> Exercise
Copy out, from the entries below, each line that holds the string "true".
(Records for processing begins)
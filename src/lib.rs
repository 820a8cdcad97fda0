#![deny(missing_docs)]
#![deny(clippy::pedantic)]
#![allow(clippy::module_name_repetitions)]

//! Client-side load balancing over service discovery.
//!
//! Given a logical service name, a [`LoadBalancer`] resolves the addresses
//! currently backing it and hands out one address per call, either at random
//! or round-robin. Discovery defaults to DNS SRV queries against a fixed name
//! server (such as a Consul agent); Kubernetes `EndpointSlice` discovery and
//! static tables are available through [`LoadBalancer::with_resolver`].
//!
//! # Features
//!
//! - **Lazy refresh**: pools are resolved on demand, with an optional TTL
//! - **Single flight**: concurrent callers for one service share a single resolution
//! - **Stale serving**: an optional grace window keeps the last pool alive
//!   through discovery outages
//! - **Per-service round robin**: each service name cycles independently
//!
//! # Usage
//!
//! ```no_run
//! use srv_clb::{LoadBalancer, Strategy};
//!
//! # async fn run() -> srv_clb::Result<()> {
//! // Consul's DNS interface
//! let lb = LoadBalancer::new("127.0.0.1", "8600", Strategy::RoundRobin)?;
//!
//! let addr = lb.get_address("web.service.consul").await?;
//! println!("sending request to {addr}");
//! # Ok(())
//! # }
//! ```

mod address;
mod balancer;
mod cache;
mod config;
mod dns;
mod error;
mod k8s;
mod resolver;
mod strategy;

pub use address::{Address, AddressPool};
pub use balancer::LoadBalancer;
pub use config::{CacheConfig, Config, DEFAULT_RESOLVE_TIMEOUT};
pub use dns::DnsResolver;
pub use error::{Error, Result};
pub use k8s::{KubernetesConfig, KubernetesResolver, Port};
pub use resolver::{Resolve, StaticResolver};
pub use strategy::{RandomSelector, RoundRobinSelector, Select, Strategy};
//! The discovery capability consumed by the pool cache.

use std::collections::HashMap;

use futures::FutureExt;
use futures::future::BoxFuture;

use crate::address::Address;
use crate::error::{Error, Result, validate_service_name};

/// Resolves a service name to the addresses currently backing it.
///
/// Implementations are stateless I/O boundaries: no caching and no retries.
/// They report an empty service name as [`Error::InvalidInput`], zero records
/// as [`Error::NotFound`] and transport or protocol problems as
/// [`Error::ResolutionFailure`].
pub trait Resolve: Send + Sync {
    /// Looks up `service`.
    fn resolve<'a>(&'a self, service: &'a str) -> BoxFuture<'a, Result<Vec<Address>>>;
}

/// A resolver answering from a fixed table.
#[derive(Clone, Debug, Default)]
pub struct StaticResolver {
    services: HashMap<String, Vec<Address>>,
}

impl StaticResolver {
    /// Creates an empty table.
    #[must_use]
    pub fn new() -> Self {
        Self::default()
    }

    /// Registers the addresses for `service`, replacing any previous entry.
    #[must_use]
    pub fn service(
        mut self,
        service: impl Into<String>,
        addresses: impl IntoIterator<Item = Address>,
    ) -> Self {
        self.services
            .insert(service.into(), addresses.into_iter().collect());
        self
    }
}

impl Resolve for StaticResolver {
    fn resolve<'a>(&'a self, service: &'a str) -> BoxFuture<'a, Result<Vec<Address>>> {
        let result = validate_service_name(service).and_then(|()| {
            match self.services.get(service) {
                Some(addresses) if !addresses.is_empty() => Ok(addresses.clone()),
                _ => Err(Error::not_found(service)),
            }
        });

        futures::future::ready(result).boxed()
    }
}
(Records for processing ends)
(Records for processing begins)
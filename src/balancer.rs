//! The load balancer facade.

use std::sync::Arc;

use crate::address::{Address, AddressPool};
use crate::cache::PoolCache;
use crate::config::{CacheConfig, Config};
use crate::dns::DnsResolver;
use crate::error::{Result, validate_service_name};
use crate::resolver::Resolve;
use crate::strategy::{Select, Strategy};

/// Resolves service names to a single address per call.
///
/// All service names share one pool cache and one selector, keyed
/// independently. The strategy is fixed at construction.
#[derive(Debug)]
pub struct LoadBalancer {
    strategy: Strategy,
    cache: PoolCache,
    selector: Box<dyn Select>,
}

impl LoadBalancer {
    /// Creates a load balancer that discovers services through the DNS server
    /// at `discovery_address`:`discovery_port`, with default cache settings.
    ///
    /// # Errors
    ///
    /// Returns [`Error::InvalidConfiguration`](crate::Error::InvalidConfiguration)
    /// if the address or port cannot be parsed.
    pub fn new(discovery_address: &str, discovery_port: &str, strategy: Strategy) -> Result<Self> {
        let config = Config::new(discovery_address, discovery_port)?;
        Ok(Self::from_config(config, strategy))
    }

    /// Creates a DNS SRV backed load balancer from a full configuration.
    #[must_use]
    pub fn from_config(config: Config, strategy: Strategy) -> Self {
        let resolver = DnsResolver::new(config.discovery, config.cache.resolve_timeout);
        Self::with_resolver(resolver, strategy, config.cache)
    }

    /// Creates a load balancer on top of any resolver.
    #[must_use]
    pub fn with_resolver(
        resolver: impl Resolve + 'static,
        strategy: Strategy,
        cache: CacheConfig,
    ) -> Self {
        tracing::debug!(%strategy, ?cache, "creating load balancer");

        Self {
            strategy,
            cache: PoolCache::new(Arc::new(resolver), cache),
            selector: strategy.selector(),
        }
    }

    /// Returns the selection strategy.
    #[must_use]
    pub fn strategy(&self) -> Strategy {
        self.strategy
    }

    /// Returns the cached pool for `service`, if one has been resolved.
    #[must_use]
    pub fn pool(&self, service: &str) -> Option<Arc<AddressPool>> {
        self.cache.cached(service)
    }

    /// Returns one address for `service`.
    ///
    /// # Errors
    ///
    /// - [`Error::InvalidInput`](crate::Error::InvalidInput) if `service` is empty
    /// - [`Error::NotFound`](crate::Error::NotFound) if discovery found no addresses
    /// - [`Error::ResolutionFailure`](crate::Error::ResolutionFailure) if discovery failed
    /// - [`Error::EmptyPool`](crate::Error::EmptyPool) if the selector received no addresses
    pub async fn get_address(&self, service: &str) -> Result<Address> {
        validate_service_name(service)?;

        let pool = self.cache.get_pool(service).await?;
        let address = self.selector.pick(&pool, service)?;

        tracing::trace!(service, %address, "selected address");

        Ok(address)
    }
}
(Records for processing ends)
(Records for processing begins)
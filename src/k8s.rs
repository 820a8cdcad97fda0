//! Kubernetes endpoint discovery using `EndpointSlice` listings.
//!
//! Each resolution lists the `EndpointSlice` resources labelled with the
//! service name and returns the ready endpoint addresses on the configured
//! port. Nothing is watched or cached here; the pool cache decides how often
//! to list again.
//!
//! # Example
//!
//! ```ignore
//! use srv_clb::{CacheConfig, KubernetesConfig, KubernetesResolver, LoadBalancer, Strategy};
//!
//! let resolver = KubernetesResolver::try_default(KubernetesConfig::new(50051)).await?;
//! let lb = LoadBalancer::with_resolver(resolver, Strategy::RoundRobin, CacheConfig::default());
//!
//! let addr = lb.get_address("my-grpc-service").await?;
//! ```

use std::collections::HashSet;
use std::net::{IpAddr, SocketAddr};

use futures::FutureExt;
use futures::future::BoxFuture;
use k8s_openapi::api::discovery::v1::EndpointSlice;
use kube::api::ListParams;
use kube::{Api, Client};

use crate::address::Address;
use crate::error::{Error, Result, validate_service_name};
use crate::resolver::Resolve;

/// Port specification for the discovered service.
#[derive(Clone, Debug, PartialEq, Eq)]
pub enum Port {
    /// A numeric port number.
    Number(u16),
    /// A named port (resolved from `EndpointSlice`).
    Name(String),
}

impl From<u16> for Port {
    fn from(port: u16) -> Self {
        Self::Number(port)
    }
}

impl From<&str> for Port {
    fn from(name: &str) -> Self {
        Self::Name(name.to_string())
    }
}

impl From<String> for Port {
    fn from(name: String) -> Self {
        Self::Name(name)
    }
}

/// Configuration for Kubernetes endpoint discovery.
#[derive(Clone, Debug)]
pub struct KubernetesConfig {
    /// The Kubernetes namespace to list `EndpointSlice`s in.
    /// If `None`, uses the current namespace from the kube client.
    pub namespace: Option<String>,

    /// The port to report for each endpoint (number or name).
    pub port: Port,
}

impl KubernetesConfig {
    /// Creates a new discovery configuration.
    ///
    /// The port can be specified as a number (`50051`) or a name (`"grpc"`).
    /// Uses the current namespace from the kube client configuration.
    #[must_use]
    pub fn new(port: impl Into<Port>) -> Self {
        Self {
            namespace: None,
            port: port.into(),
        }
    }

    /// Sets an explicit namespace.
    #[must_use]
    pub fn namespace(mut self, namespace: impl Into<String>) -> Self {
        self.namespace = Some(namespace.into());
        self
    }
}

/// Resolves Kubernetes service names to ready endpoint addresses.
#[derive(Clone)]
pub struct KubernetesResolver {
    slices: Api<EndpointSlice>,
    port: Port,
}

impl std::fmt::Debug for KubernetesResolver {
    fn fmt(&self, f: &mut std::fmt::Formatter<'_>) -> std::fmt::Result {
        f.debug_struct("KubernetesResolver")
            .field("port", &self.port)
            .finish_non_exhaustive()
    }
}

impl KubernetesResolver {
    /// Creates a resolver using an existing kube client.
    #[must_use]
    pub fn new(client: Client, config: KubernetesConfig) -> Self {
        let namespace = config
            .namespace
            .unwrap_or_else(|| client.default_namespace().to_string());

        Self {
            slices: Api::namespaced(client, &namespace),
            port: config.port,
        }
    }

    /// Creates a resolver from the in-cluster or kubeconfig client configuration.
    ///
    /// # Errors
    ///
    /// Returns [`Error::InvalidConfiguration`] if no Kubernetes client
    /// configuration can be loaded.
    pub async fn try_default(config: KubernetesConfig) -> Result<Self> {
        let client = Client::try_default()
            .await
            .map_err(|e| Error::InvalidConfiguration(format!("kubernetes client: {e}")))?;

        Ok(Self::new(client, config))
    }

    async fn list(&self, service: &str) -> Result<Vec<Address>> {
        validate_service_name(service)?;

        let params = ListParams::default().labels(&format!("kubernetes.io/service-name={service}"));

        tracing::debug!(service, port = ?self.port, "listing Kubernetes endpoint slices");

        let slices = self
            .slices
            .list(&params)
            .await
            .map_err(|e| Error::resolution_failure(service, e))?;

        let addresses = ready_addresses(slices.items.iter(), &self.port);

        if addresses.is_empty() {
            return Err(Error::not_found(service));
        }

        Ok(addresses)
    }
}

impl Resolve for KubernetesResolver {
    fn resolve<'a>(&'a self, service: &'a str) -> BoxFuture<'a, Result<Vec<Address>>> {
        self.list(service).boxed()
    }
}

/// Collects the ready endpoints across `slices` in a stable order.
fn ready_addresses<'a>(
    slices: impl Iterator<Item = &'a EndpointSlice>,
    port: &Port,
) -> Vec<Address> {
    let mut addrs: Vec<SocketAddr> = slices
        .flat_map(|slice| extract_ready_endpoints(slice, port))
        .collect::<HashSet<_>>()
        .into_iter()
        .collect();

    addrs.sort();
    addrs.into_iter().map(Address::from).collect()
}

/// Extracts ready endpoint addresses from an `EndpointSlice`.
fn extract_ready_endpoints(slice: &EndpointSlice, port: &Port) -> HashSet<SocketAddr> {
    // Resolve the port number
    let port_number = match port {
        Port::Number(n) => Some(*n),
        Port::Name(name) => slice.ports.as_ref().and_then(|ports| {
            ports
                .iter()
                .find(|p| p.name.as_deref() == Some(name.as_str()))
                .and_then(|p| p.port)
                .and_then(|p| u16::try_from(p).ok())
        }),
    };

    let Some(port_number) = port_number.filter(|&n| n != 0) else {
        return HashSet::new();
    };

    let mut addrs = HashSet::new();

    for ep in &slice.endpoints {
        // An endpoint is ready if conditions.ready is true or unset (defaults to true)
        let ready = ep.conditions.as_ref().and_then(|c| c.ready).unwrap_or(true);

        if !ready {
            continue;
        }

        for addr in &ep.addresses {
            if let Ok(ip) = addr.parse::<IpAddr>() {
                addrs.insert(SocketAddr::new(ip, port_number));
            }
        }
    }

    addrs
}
(Records for processing ends)
> Result
        // An endpoint is ready if conditions.ready is true or unset (defaults to true)
        let ready = ep.conditions.as_ref().and_then(|c| c.ready).unwrap_or(true);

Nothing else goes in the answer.